Could happen. I’m not betting the rent on the idea, but I suspect lovers of redwoods weren’t exactly brimming with optimism 100 years ago when all these hills were clear-cut.
Pescadero is a hike-in park; you can’t drive to its interior, unless you’re dropping off scofflaws at the county jail (an oddity that adds to the place’s charm). There’s only one trail head with a parking lot; otherwise you walk in from Portola, Memorial, or Sam McDonald.
So, anyway, my hike: I started at the lone parking area at Tarwater Loop Trail Head, which is at an optimal elevation of just over 1,000 feet — no matter how far you march down into the woods, you never have to worry about climbing more than 1,000 feet on the final return leg. The parking lot is at the end of Camp Pomponio Road (which is about a quarter mile past the Portola State Park entrance on Alpine Road, if you’re coming from Skyline Boulevard). From here you’ve got two options:
- Into the woods from the trail near the parking lot.
- Crossing the road and crossing a meadow for about a mile before entering the timber.
I did the former, but I’d recommend the latter, so you can finish your hike in the shade vs. the sun. Trails hiked: Tarwater, Pomponio, Bear Ridge, Canyon, Tarwater; miles: 8 or so.
Let’s see some pictures.
Trail board at the Tar Water Loop Trail Head. It’s all downhill from here. Coming back this way is shadier, but it might be a bit steeper than the sunny route.
This immense Douglas-fir is one of my favorite trees in these hills.
This looks like an old-growth redwood that somebody neglected to cut down. Note the odd elbow-shaped branch over at the right; I wonder if it dates to the 1906 earthquake, which caused quite a few trees in these parts to take strange turns.
Still wildflowers happening this year, especially in the shade.

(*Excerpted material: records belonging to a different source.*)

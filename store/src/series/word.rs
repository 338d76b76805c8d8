use std::collections::HashSet;

use crate::key;
use jpdict_types::WordRecord;

/// Words carry the same kanji/kana shape as names plus a gloss-token index
/// for the pluggable ranker (spec.md §3 "fourth optional series"; SPEC_FULL.md §7).
pub const TAG_KANJI: u8 = 0;
pub const TAG_READING: u8 = 1;
pub const TAG_HIRAGANA: u8 = 2;
pub const TAG_GLOSS: u8 = 3;

pub fn primary_key(record: &WordRecord) -> Vec<u8> {
    key::u32_key(record.id)
}

pub fn index_entries(record: &WordRecord) -> Vec<(u8, String)> {
    let mut entries: Vec<(u8, String)> = record.k.iter().map(|k| (TAG_KANJI, k.clone())).collect();
    entries.extend(record.r.iter().map(|r| (TAG_READING, r.clone())));

    let mut seen_hiragana = HashSet::new();
    for r in &record.r {
        let normalized = jpdict_parse::katakana_to_hiragana(r);
        if jpdict_parse::contains_hiragana(&normalized) && seen_hiragana.insert(normalized.clone())
        {
            entries.push((TAG_HIRAGANA, normalized));
        }
    }

    entries.extend(record.gloss_tokens().into_iter().map(|t| (TAG_GLOSS, t)));
    entries
}

#[cfg(test)]
mod tests {
    use super::*;
    use jpdict_types::Sense;

    #[test]
    fn gloss_tokens_are_lowercased_and_indexed() {
        let w = WordRecord {
            id: 1,
            k: vec![],
            r: vec![],
            sense: vec![Sense {
                gloss: vec!["To Pull".into()],
                pos: vec![],
            }],
        };
        let entries = index_entries(&w);
        assert!(entries.contains(&(TAG_GLOSS, "to".to_string())));
        assert!(entries.contains(&(TAG_GLOSS, "pull".to_string())));
    }

    #[test]
    fn kanji_and_hiragana_indexes_mirror_the_names_series() {
        let w = WordRecord {
            id: 2,
            k: vec!["引く".into()],
            r: vec!["ひく".into()],
            sense: vec![],
        };
        let entries = index_entries(&w);
        assert!(entries.contains(&(TAG_KANJI, "引く".to_string())));
        assert!(entries.contains(&(TAG_HIRAGANA, "ひく".to_string())));
    }
}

And a few berries. Actually the woods around here fill up with edible berries later in the summer.
The redwoods get thicker the farther you get down the Tarwater Trail. They’re really growing like weeds here … I took this picture mainly to convey how dense they are.
Tarwater Loop Trail bottoms out at the Pomponio Trail, which heads back uphill after you cross a bridge over a creek. Just under a mile up, there’s a key trail junction that gave an option of hiking deeper into the park on Pomponio Trail, or heading in the general direction of where I started out. I started heading back on the Bear Ridge Trail, which connected to the Canyon Trail. These two trails are extremely remote and populated with the stumps of countless giants cut down in the logging era. Bear Ridge and Canyon again prove that you have to go deep to find the best trails.
A burnt trunk on the Bear Ridge Trail.
The spider webs on Redwood trunks always offer cool picture-taking opportunities.
Clovers grow near a creek where I paused for lunch at the bottom of the Canyon Trail.
The Tarwater Creek doesn’t have much water in it right now, but it’s probably a gusher in the winter. I imagine this crossing must be waded across.
Once I got back to the Tarwater Loop, I turned left and headed back uphill toward the parking lot.
A few sun-loving wildflowers survive as well.
Old shacks are oddly photogenic.
These examples of “farewell to spring” were everywhere — especially along the road to the parking lot.
The last mile and a half track through a pretty meadow … though it is a bit warm in the sun, which is why I suspect it might be better to start out this way rather than finish up in the sun. (This, of course, assumes you start out in the morning. If you start out in the afternoon with the idea of finishing around dusk, this might be a nice return leg).
When I finished I bumped into Mike Wimble of FOMFOK fame, who was rambling about with some geocaching buddies of his, who note there are quite a few caches along the Tarwater Trail, if you know where to look. I hiked with Mike and company on the Tarwater section last summer.
Here’s a Google map if you feel like trying this hike:
Your old shack reminded me that I’ve been accumulating shots of old rusty objects, mostly cars. My buildings are a little more decrepit. It’s interesting how at some point trash turns into art. I even like finding rusty tin cans that some packer left fifty years ago.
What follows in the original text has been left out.